> _TASK TO COMPLETE_
Only a slice of the listing below is wanted. Retype the lines from the one containing "Ok(serde_json::to_string_pretty(self)?)" through the one containing "let document: Value = serde_json::from_reader(reader)", exactly, both ends included.

> _RECORDS FOR THE EXERCISE_
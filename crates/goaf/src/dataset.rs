//! The assembled subject dataset and its JSON document form.

use std::fs::{self, File};
use std::io::{BufReader, BufWriter};
use std::path::Path;

use indexmap::IndexMap;
use serde::{Deserialize, Serialize};
use serde_json::Value;

use crate::error::{GoafError, Result};
use crate::loader::Record;

/// Top-level sections every document must carry.
pub const REQUIRED_SECTIONS: [&str; 3] = ["mine_info", "statistics", "data"];

/// Metadata about the surveyed subject.
#[derive(Debug, Clone, Default, PartialEq, Serialize, Deserialize)]
pub struct SubjectInfo {
    #[serde(rename = "mine_id", default)]
    pub subject_id: String,
    #[serde(rename = "mine_name", default)]
    pub subject_name: String,
    /// Survey date, when known.
    #[serde(default)]
    pub survey_date: Option<String>,
    #[serde(rename = "standard", default)]
    pub standard_id: String,
    #[serde(rename = "data_version", default)]
    pub schema_version: String,
}

/// One subject's ten tables merged into one document.
#[derive(Debug, Clone, PartialEq, Serialize, Deserialize)]
pub struct SubjectDataset {
    #[serde(rename = "mine_info")]
    pub subject_info: SubjectInfo,
    /// Record count per table, keyed by internal key.
    pub statistics: IndexMap<String, usize>,
    /// Records per table, keyed by internal key.
    #[serde(rename = "data")]
    pub tables: IndexMap<String, Vec<Record>>,
}

impl SubjectDataset {
    /// Total records across all tables.
    pub fn total_records(&self) -> usize {
        self.tables.values().map(Vec::len).sum()
    }

    /// Number of tables holding at least one record.
    pub fn populated_tables(&self) -> usize {
        self.tables.values().filter(|records| !records.is_empty()).count()
    }

    /// Records of a table, if the key exists.
    pub fn records(&self, internal_key: &str) -> Option<&[Record]> {
        self.tables.get(internal_key).map(Vec::as_slice)
    }

    /// Build a dataset from a parsed document.
    ///
    /// Fails with [`GoafError::StructuralInvalid`] when a required section is
    /// missing or a section has the wrong shape.
    pub fn from_document(document: Value) -> Result<Self> {
        let object = document.as_object().ok_or_else(|| {
            GoafError::StructuralInvalid("document root is not an object".to_string())
        })?;

        let missing: Vec<&str> = REQUIRED_SECTIONS
            .iter()
            .copied()
            .filter(|section| !object.contains_key(*section))
            .collect();
        if !missing.is_empty() {
            return Err(GoafError::StructuralInvalid(format!(
                "missing top-level section(s): {}",
                missing.join(", ")
            )));
        }

        serde_json::from_value(document)
            .map_err(|e| GoafError::StructuralInvalid(format!("malformed section: {}", e)))
    }

    /// Parse a document from JSON text.
    pub fn from_json(text: &str) -> Result<Self> {
        let document: Value = serde_json::from_str(text)
            .map_err(|e| GoafError::StructuralInvalid(format!("not valid JSON: {}", e)))?;
        Self::from_document(document)
    }

    /// Serialize to pretty-printed JSON.
    pub fn to_json_pretty(&self) -> Result<String> {
        Ok(serde_json::to_string_pretty(self)?)
    }

    /// Save the dataset as a JSON document.
    pub fn save(&self, path: impl AsRef<Path>) -> Result<()> {
        let path = path.as_ref();

        // Create parent directory if needed
        if let Some(parent) = path.parent() {
            if !parent.as_os_str().is_empty() && !parent.exists() {
                fs::create_dir_all(parent).map_err(|e| GoafError::io(parent, e))?;
            }
        }

        let file = File::create(path).map_err(|e| GoafError::io(path, e))?;
        let writer = BufWriter::new(file);
        serde_json::to_writer_pretty(writer, self)?;

        Ok(())
    }

    /// Load a dataset from a JSON document.
    pub fn load(path: impl AsRef<Path>) -> Result<Self> {
        let path = path.as_ref();
        let file = File::open(path).map_err(|e| GoafError::io(path, e))?;
        let reader = BufReader::new(file);
        let document: Value = serde_json::from_reader(reader)
            .map_err(|e| GoafError::StructuralInvalid(format!("not valid JSON: {}", e)))?;
        Self::from_document(document)
    }
}
//! goaf CLI - convert and verify goaf census survey datasets.

mod cli;
mod commands;
mod logging;

use clap::Parser;
use cli::{Cli, Commands};
use commands::Context;
use logging::{init_logging, LogConfig};

fn main() {
    let cli = Cli::parse();

    init_logging(&LogConfig::from_flags(cli.verbose, cli.quiet));

    let ctx = Context {
        data_dir: cli.data_dir,
        schema: cli.schema,
        extension: cli.extension,
    };

    let result = match cli.command {
        Commands::Convert {
            subject,
            output_dir,
            survey_date,
            json,
        } => commands::convert::run(&ctx, subject, output_dir, survey_date, json),

        Commands::ConvertAll {
            output_dir,
            subject,
            survey_date,
        } => commands::convert_all::run(&ctx, output_dir, subject, survey_date),

        Commands::Validate {
            subject,
            document,
            report,
            json,
        } => commands::validate::run(&ctx, subject, document, report, json),

        Commands::Discover { json } => commands::discover::run(&ctx, json),
    };

    if let Err(e) = result {
        eprintln!("Error: {}", e);
        std::process::exit(1);
    }
}
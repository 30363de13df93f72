//! Findings raised while converting and checking a subject.

use serde::{Deserialize, Serialize};
use thiserror::Error;

/// Severity level of a finding.
#[derive(Debug, Clone, Copy, PartialEq, Eq, PartialOrd, Ord, Hash, Serialize, Deserialize)]
#[serde(rename_all = "lowercase")]
pub enum Severity {
    /// Potential issue that should be reviewed.
    Warning,
    /// Definite issue that should be addressed.
    Error,
}

impl Severity {
    /// Get a human-readable label.
    pub fn label(&self) -> &'static str {
        match self {
            Severity::Warning => "Warning",
            Severity::Error => "Error",
        }
    }
}

/// A condition found in a source table or document.
///
/// Tables are named by their source label. The `Display` text is the
/// message that lands in a report.
#[derive(Debug, Clone, PartialEq, Eq, Error, Serialize, Deserialize)]
#[serde(tag = "type", rename_all = "snake_case")]
pub enum Finding {
    #[error("{table}: source file not found")]
    SourceAbsent { table: String },

    #[error("{table}: unreadable source ({reason})")]
    SourceUnreadable { table: String, reason: String },

    #[error("{table}: {count} malformed row(s) skipped")]
    RowsSkipped { table: String, count: usize },

    #[error("{table}: missing fields [{}]", .fields.join(", "))]
    MissingFields { table: String, fields: Vec<String> },

    #[error("{table}: unexpected fields [{}]", .fields.join(", "))]
    ExtraFields { table: String, fields: Vec<String> },

    #[error("{table}: source has {source_records} record(s), document has {document_records}")]
    RecordCountMismatch {
        table: String,
        source_records: usize,
        document_records: usize,
    },

    #[error("{table}: statistics declares {declared} record(s), data holds {actual}")]
    DeclaredCountMismatch {
        table: String,
        declared: usize,
        actual: usize,
    },

    #[error("{table}: data holds {actual} record(s) with no declared count")]
    UndeclaredTable { table: String, actual: usize },

    #[error("{table}: declared count {declared} with no data section")]
    UndocumentedTable { table: String, declared: usize },

    #[error("{table}: table missing from document")]
    TableAbsentFromDocument { table: String },

    #[error("{key}: unknown table key in document")]
    UnknownTableKey { key: String },

    #[error("{table}: {count} cell(s) hold blank or missing-value text instead of null")]
    UnnormalizedMissing { table: String, count: usize },

    #[error("document has an empty mine_id")]
    EmptySubjectId,

    #[error("document data version {found} differs from schema version {expected}")]
    SchemaVersionMismatch { found: String, expected: String },

    #[error("document belongs to '{document}', sources belong to '{sources}'")]
    SubjectMismatch { document: String, sources: String },

    #[error("document structure invalid: {reason}")]
    StructuralInvalid { reason: String },
}

impl Finding {
    /// Severity of this finding.
    pub fn severity(&self) -> Severity {
        match self {
            Finding::SourceAbsent { .. }
            | Finding::RowsSkipped { .. }
            | Finding::MissingFields { .. }
            | Finding::ExtraFields { .. }
            | Finding::TableAbsentFromDocument { .. }
            | Finding::UnknownTableKey { .. }
            | Finding::SchemaVersionMismatch { .. }
            | Finding::SubjectMismatch { .. } => Severity::Warning,
            Finding::SourceUnreadable { .. }
            | Finding::RecordCountMismatch { .. }
            | Finding::DeclaredCountMismatch { .. }
            | Finding::UndeclaredTable { .. }
            | Finding::UndocumentedTable { .. }
            | Finding::UnnormalizedMissing { .. }
            | Finding::EmptySubjectId
            | Finding::StructuralInvalid { .. } => Severity::Error,
        }
    }
}

#[cfg(test)]
mod tests {
    use super::*;

    #[test]
    fn test_messages() {
        let finding = Finding::MissingFields {
            table: "采空区积水信息".to_string(),
            fields: vec!["water_volume".to_string(), "water_area".to_string()],
        };
        assert_eq!(
            finding.to_string(),
            "采空区积水信息: missing fields [water_volume, water_area]"
        );

        let finding = Finding::RecordCountMismatch {
            table: "地裂缝信息".to_string(),
            source_records: 4,
            document_records: 3,
        };
        assert_eq!(
            finding.to_string(),
            "地裂缝信息: source has 4 record(s), document has 3"
        );
    }

    #[test]
    fn test_field_mismatch_is_warning() {
        let finding = Finding::ExtraFields {
            table: "t".to_string(),
            fields: vec!["x".to_string()],
        };
        assert_eq!(finding.severity(), Severity::Warning);
    }

    #[test]
    fn test_count_mismatch_is_error() {
        let finding = Finding::DeclaredCountMismatch {
            table: "t".to_string(),
            declared: 2,
            actual: 1,
        };
        assert_eq!(finding.severity(), Severity::Error);
    }

    #[test]
    fn test_severity_ordering() {
        assert!(Severity::Warning < Severity::Error);
    }
}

> _RESPONSE BOX_
        Ok(serde_json::to_string_pretty(self)?)
    }

    /// Save the dataset as a JSON document.
    pub fn save(&self, path: impl AsRef<Path>) -> Result<()> {
        let path = path.as_ref();

        // Create parent directory if needed
        if let Some(parent) = path.parent() {
            if !parent.as_os_str().is_empty() && !parent.exists() {
                fs::create_dir_all(parent).map_err(|e| GoafError::io(parent, e))?;
            }
        }

        let file = File::create(path).map_err(|e| GoafError::io(path, e))?;
        let writer = BufWriter::new(file);
        serde_json::to_writer_pretty(writer, self)?;

        Ok(())
    }

    /// Load a dataset from a JSON document.
    pub fn load(path: impl AsRef<Path>) -> Result<Self> {
        let path = path.as_ref();
        let file = File::open(path).map_err(|e| GoafError::io(path, e))?;
        let reader = BufReader::new(file);
        let document: Value = serde_json::from_reader(reader)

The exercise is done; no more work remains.